(Collected data entries)

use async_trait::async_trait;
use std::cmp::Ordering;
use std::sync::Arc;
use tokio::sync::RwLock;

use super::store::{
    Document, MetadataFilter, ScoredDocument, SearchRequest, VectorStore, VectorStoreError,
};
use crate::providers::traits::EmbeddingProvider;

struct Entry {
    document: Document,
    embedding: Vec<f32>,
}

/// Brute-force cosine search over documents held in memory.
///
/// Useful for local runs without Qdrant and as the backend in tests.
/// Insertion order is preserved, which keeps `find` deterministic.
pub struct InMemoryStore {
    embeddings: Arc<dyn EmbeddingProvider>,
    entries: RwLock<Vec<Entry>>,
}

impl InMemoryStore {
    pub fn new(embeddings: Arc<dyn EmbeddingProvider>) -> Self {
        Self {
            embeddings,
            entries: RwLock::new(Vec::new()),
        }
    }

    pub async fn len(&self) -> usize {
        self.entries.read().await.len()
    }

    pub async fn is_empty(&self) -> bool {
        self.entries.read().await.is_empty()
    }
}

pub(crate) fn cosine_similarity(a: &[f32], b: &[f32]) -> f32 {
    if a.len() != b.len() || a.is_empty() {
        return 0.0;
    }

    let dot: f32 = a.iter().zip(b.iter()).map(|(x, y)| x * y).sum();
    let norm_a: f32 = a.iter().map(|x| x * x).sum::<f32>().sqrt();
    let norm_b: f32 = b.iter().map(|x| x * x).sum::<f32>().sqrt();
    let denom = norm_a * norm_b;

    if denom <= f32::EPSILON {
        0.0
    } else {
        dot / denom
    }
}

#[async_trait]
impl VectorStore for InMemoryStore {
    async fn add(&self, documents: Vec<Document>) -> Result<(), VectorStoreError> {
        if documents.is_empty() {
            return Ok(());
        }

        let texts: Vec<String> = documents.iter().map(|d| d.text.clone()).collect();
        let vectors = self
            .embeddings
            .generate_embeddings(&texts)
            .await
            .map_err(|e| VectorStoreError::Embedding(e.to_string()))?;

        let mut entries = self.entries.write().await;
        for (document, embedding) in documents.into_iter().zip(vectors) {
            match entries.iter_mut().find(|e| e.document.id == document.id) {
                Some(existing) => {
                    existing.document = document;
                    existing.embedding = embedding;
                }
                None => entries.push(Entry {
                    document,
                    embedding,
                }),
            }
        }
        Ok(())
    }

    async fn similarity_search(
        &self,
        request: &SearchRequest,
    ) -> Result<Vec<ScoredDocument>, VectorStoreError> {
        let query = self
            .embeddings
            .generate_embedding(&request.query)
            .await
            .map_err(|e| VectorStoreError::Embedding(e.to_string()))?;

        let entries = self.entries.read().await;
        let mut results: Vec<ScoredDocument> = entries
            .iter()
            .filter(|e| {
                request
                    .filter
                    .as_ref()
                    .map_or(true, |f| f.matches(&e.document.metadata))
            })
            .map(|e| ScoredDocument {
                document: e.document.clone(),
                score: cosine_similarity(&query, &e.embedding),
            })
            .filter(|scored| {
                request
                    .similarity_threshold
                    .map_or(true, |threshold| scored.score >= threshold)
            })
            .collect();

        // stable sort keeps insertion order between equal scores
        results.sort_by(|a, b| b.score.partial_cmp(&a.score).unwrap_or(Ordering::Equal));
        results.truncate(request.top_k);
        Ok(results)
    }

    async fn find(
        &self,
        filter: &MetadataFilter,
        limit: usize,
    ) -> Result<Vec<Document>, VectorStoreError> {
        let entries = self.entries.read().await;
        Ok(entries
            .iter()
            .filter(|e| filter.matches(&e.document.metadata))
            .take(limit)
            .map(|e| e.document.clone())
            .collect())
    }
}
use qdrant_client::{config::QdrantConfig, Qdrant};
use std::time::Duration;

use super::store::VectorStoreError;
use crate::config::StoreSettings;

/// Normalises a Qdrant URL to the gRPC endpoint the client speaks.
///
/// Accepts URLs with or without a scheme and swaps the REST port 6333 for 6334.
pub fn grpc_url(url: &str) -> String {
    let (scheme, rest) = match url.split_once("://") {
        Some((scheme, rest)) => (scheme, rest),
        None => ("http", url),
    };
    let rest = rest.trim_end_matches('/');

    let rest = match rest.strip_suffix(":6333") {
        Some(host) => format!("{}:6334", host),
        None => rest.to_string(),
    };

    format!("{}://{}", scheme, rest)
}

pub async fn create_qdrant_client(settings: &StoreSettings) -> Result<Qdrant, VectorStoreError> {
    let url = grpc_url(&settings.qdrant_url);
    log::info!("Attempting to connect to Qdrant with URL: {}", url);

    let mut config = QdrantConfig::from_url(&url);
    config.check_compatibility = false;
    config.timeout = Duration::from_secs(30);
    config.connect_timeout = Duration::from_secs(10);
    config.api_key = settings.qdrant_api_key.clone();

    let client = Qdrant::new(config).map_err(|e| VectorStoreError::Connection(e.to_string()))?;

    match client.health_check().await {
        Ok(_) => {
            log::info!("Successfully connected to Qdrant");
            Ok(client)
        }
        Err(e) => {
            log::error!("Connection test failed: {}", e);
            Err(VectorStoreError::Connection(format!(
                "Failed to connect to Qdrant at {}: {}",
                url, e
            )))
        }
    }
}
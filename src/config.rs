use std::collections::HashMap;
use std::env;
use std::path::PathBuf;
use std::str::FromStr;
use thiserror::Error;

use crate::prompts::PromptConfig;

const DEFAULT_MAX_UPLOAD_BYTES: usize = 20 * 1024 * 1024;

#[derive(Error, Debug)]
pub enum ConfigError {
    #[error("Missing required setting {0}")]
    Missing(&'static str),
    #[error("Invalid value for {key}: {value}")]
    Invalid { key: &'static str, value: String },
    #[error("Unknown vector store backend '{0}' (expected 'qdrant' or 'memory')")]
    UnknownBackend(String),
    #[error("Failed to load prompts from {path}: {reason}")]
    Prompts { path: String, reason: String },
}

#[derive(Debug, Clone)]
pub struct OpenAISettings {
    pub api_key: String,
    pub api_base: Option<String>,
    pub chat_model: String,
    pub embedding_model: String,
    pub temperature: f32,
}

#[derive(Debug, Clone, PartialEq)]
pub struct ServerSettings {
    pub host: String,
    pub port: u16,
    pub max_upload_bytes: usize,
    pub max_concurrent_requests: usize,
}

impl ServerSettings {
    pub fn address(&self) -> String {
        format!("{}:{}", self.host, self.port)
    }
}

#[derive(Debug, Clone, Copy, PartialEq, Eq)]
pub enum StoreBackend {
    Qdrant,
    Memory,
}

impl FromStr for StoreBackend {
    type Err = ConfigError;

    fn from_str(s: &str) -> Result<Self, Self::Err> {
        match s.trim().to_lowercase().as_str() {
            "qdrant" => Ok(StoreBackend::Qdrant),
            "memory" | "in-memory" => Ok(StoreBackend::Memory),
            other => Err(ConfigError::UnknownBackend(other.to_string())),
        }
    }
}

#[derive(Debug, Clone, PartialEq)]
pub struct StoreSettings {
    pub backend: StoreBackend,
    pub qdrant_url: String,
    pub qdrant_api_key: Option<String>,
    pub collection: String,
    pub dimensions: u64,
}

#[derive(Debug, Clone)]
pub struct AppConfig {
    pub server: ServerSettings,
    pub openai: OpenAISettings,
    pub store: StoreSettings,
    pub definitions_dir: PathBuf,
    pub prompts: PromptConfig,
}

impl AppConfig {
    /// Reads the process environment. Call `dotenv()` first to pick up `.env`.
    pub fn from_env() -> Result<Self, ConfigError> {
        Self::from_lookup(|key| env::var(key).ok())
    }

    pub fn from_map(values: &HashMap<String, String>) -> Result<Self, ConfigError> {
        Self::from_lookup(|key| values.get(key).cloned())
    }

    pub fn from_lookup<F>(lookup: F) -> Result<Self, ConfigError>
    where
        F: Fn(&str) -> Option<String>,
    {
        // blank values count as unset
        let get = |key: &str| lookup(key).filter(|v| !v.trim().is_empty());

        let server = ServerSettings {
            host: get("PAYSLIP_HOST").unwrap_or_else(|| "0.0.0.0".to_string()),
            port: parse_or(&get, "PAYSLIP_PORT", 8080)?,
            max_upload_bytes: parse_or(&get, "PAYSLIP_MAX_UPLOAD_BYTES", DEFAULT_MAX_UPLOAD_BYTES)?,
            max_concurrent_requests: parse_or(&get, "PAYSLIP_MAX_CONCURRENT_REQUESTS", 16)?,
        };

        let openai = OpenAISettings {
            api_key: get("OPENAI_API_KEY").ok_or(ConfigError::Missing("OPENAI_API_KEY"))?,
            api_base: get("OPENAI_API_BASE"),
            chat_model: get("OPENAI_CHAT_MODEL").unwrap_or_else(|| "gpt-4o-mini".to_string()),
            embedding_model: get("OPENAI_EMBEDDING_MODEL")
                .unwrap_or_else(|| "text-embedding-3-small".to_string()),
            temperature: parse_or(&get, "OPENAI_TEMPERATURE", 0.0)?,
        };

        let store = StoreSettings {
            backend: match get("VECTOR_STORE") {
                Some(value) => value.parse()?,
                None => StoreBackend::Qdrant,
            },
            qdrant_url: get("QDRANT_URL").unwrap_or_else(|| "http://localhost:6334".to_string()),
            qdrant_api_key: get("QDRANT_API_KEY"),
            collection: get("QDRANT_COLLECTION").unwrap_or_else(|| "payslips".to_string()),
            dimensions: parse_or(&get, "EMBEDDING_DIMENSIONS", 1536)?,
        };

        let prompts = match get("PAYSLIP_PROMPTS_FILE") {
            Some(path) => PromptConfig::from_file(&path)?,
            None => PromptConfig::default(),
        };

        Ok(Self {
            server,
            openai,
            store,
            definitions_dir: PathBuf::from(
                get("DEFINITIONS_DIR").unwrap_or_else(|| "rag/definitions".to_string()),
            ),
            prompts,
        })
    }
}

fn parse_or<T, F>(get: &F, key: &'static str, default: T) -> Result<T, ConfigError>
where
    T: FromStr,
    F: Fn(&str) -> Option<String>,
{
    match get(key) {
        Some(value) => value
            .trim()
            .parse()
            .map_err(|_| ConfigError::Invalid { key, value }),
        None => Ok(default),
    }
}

Problem description -> Look over the entries above. Copy every line that contains the word "keeps".

Response to this exercise ->
/// Insertion order is preserved, which keeps `find` deterministic.
        // stable sort keeps insertion order between equal scores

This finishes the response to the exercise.